NBU introduces LCR, NSFR liquidity standards for banking groups

MOSCOW. Jan 11 (Interfax) - The National Bank of Ukraine (NBU) has introduced prudential liquidity standards on a consolidated basis - the liquidity coverage ratio (LCR) and the net stable funding ratio (NSFR) that must equal at least 100%, Ukrainian media said, citing the NBU website.

"The introduction of LCR and NSFR standards for banking groups is another step toward bringing the NBU's regulations closer to EU standards," the regulator said.

The LCR imposes a minimum liquidity requirement on a banking group to cover the net expected outflow of funds within 30 calendar days based on a stress scenario, whereas the NSFR is the minimum required level of a banking group's stable financing over a one-year period, it said.

There will be a phased transition to the new requirements, the NBU said. Specifically, banks that are the authorized representatives of their banking groups will be given until October 1, 2024 to develop intra-group rules for calculating LCRs and NSFRs.

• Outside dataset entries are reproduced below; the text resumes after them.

//! # Floyd–Warshall all-pairs shortest paths
//!
//! Computes the shortest distance between every ordered pair of vertices of a
//! dense, directed, weighted graph, together with a parent matrix for path
//! reconstruction. Negative edge weights are allowed. Pairs whose cost can be
//! driven arbitrarily low by a negative cycle are reported as
//! [`Distance::NegativeCycle`] instead of a (meaningless) number.
//!
//! The solver runs in three phases:
//!
//! 1. copy the weight matrix and point `parent[i][j]` at `i` for every edge,
//! 2. relax every pair through every intermediate vertex `k` (O(V³)),
//! 3. for every `k` with a negative self-distance, poison every pair `(i, j)`
//!    with `i -> k` and `k -> j` reachable (O(V³)).
//!
//! If only the presence of a negative cycle matters, phase 2 alone is enough:
//! look for a negative value on the diagonal
//! ([`AllPairsShortestPaths::negative_cycle_vertices`]).
//!
//! ## Example
//!
//! ```
//! use algos_paths::cs::graph::{floyd_warshall, AdjacencyMatrix, Distance};
//!
//! let mut m = AdjacencyMatrix::new(3);
//! m.set_edge(0, 1, 4.0).unwrap();
//! m.set_edge(1, 2, -1.0).unwrap();
//! m.set_edge(0, 2, 5.0).unwrap();
//!
//! let result = floyd_warshall(&m);
//! assert_eq!(result.distance(0, 2).unwrap(), Distance::Finite(3.0));
//! assert_eq!(result.path(0, 2).unwrap(), Some(vec![0, 1, 2]));
//! assert_eq!(result.distance(2, 0).unwrap(), Distance::Unreachable);
//! ```

use log::{debug, trace};
use ndarray::{Array1, Array2, ArrayViewMut1, Zip};
use num_traits::Float;
use std::fmt::Debug;

use crate::cs::error::{Error, Result};
use crate::cs::graph::shortest_path::{Distance, PathReport};

/// Dense V×V weight matrix. `weight(i, j)` is the cost of edge `i -> j`,
/// `None` when there is no such edge.
#[derive(Debug, Clone, PartialEq)]
pub struct AdjacencyMatrix<W> {
    weights: Array2<Option<W>>,
}

impl<W> AdjacencyMatrix<W>
where
    W: Float + Debug,
{
    /// A graph of `vertices` vertices without edges; each vertex reaches
    /// itself at cost 0.
    pub fn new(vertices: usize) -> Self {
        let weights = Array2::from_shape_fn((vertices, vertices), |(i, j)| {
            if i == j {
                Some(W::zero())
            } else {
                None
            }
        });
        Self { weights }
    }

    /// Builds a matrix from rows, `None` meaning "no edge".
    ///
    /// Fails on ragged or non-square input and on non-finite weights.
    pub fn from_rows(rows: &[Vec<Option<W>>]) -> Result<Self> {
        let n = rows.len();
        if let Some((i, row)) = rows.iter().enumerate().find(|(_, row)| row.len() != n) {
            return Err(Error::invalid_input(format!(
                "row {} has {} entries, expected {}",
                i,
                row.len(),
                n
            )));
        }
        let mut matrix = Self {
            weights: Array2::from_elem((n, n), None),
        };
        for (i, row) in rows.iter().enumerate() {
            for (j, weight) in row.iter().enumerate() {
                if let Some(w) = *weight {
                    matrix.set_edge(i, j, w)?;
                }
            }
        }
        Ok(matrix)
    }

    /// Builds a matrix of `vertices` vertices from `(from, to, weight)` triples.
    /// Later duplicates overwrite earlier ones.
    pub fn from_edges(vertices: usize, edges: &[(usize, usize, W)]) -> Result<Self> {
        let mut matrix = Self::new(vertices);
        for &(from, to, weight) in edges {
            matrix.set_edge(from, to, weight)?;
        }
        Ok(matrix)
    }

    /// Sets the weight of edge `from -> to`. A self-loop overrides the
    /// default diagonal 0.
    pub fn set_edge(&mut self, from: usize, to: usize, weight: W) -> Result<()> {
        let n = self.vertex_count();
        Error::check_vertex(from, n)?;
        Error::check_vertex(to, n)?;
        if !weight.is_finite() {
            return Err(Error::invalid_input(format!(
                "edge {} -> {} has non-finite weight {:?}",
                from, to, weight
            )));
        }
        self.weights[[from, to]] = Some(weight);
        Ok(())
    }

    /// Removes edge `from -> to`, if present.
    pub fn remove_edge(&mut self, from: usize, to: usize) -> Result<()> {
        let n = self.vertex_count();
        Error::check_vertex(from, n)?;
        Error::check_vertex(to, n)?;
        self.weights[[from, to]] = None;
        Ok(())
    }

    pub fn weight(&self, from: usize, to: usize) -> Option<W> {
        self.weights.get((from, to)).copied().flatten()
    }

    pub fn vertex_count(&self) -> usize {
        self.weights.nrows()
    }
}

/// Output of [`floyd_warshall`]: a distance and a parent for every ordered
/// pair of vertices.
#[derive(Debug, Clone, PartialEq)]
pub struct AllPairsShortestPaths<W> {
    distances: Array2<Distance<W>>,
    /// `parents[[i, j]]` is the vertex preceding `j` on the best `i -> j` path.
    parents: Array2<Option<usize>>,
}

impl<W> AllPairsShortestPaths<W>
where
    W: Float + Debug,
{
    pub fn vertex_count(&self) -> usize {
        self.distances.nrows()
    }

    pub fn distances(&self) -> &Array2<Distance<W>> {
        &self.distances
    }

    pub fn parents(&self) -> &Array2<Option<usize>> {
        &self.parents
    }

    pub fn distance(&self, source: usize, target: usize) -> Result<Distance<W>> {
        self.check_pair(source, target)?;
        Ok(self.distances[[source, target]])
    }

    pub fn parent(&self, source: usize, target: usize) -> Result<Option<usize>> {
        self.check_pair(source, target)?;
        Ok(self.parents[[source, target]])
    }

    /// Vertices that can get back to themselves through a negative cycle.
    pub fn negative_cycle_vertices(&self) -> Vec<usize> {
        (0..self.vertex_count())
            .filter(|&v| self.distances[[v, v]] == Distance::NegativeCycle)
            .collect()
    }

    pub fn has_negative_cycle(&self) -> bool {
        !self.negative_cycle_vertices().is_empty()
    }

    /// Shortest path `source -> ... -> target`, rebuilt by walking the parent
    /// matrix backward from `target`. `None` unless the distance is finite.
    pub fn path(&self, source: usize, target: usize) -> Result<Option<Vec<usize>>> {
        if !self.distance(source, target)?.is_finite() {
            return Ok(None);
        }
        let mut path = vec![target];
        let mut at = target;
        while at != source {
            if path.len() > self.vertex_count() {
                return Err(Error::NegativeCycle);
            }
            at = self.parents[[source, at]].ok_or(Error::NegativeCycle)?;
            path.push(at);
        }
        path.reverse();
        Ok(Some(path))
    }

    pub fn report(&self, source: usize, target: usize) -> Result<PathReport<usize, W>> {
        Ok(PathReport {
            source,
            target,
            distance: self.distance(source, target)?,
            path: self.path(source, target)?,
        })
    }

    /// One report per destination vertex, in index order.
    pub fn reports_from(&self, source: usize) -> Result<Vec<PathReport<usize, W>>> {
        Error::check_vertex(source, self.vertex_count())?;
        (0..self.vertex_count())
            .map(|target| self.report(source, target))
            .collect()
    }

    fn check_pair(&self, source: usize, target: usize) -> Result<()> {
        let n = self.vertex_count();
        Error::check_vertex(source, n)?;
        Error::check_vertex(target, n)
    }
}

/// Computes all-pairs shortest paths with the Floyd–Warshall algorithm.
///
/// # Arguments
/// * `matrix` - The directed weight matrix; weights may be negative
///
/// # Returns
/// Distances and parents for every ordered pair. Unreachable pairs and pairs
/// affected by a negative cycle are marked in the distances, not reported as
/// errors.
///
/// # Complexity
/// * Time: O(V³)
/// * Space: O(V²)
pub fn floyd_warshall<W>(matrix: &AdjacencyMatrix<W>) -> AllPairsShortestPaths<W>
where
    W: Float + Debug + Send + Sync,
{
    let n = matrix.vertex_count();
    debug!("floyd_warshall: {} vertices", n);

    let mut dist = matrix.weights.clone();
    let mut parents = Array2::from_shape_fn((n, n), |(i, j)| dist[[i, j]].map(|_| i));
    for v in 0..n {
        // a positive self-loop never beats staying put
        dist[[v, v]] = Some(match dist[[v, v]] {
            Some(w) if w < W::zero() => w,
            _ => W::zero(),
        });
        parents[[v, v]] = Some(v);
    }

    for k in 0..n {
        relax_through(k, &mut dist, &mut parents);
    }

    let distances = propagate_negative_cycles(&dist, &mut parents);
    AllPairsShortestPaths { distances, parents }
}

/// One k-iteration: try to improve every pair `(i, j)` by routing through `k`.
///
/// Row `k` is snapshotted first so rows can be relaxed independently; with the
/// `parallel` feature they are relaxed on the rayon pool.
fn relax_through<W>(k: usize, dist: &mut Array2<Option<W>>, parents: &mut Array2<Option<usize>>)
where
    W: Float + Debug + Send + Sync,
{
    let dist_k: Array1<Option<W>> = dist.row(k).to_owned();
    let parents_k: Array1<Option<usize>> = parents.row(k).to_owned();

    let relax_row = |mut dist_i: ArrayViewMut1<Option<W>>, mut parents_i: ArrayViewMut1<Option<usize>>| {
        let Some(d_ik) = dist_i[k] else {
            return;
        };
        for (j, d_kj) in dist_k.iter().enumerate() {
            let Some(d_kj) = *d_kj else {
                continue;
            };
            let through_k = d_ik + d_kj;
            if dist_i[j].map_or(true, |d_ij| through_k < d_ij) {
                dist_i[j] = Some(through_k);
                parents_i[j] = parents_k[j];
            }
        }
    };

    let rows = Zip::from(dist.rows_mut()).and(parents.rows_mut());
    #[cfg(feature = "parallel")]
    rows.par_for_each(relax_row);
    #[cfg(not(feature = "parallel"))]
    rows.for_each(relax_row);
}

/// Turns the relaxed matrix into [`Distance`] values, poisoning every pair
/// that can route through a vertex with a negative self-distance.
fn propagate_negative_cycles<W>(
    dist: &Array2<Option<W>>,
    parents: &mut Array2<Option<usize>>,
) -> Array2<Distance<W>>
where
    W: Float + Debug,
{
    let n = dist.nrows();
    let mut distances = dist.mapv(|d| d.map_or(Distance::Unreachable, Distance::Finite));

    for k in 0..n {
        if !dist[[k, k]].is_some_and(|d| d < W::zero()) {
            continue;
        }
        debug!("floyd_warshall: vertex {} lies on a negative cycle", k);
        for i in (0..n).filter(|&i| dist[[i, k]].is_some()) {
            for j in (0..n).filter(|&j| dist[[k, j]].is_some()) {
                trace!("floyd_warshall: {} -> {} poisoned through {}", i, j, k);
                distances[[i, j]] = Distance::NegativeCycle;
                parents[[i, j]] = None;
            }
        }
    }

    distances
}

October 1, 2024 is also the first day of a six-month trial period for calculating LCRs and NSFRs the results of which will help decide whether to abolish the current liquidity (H5k) and short-term liquidity (H6k) standards.

Banking groups will also be required to comply with the normative value of LCRs and NSFRs of at least 100% from April 1, 2025.

The aforementioned changes were approved by the NBU board's resolution, dated January 5, 2024, and enter into force on April 1, 2024.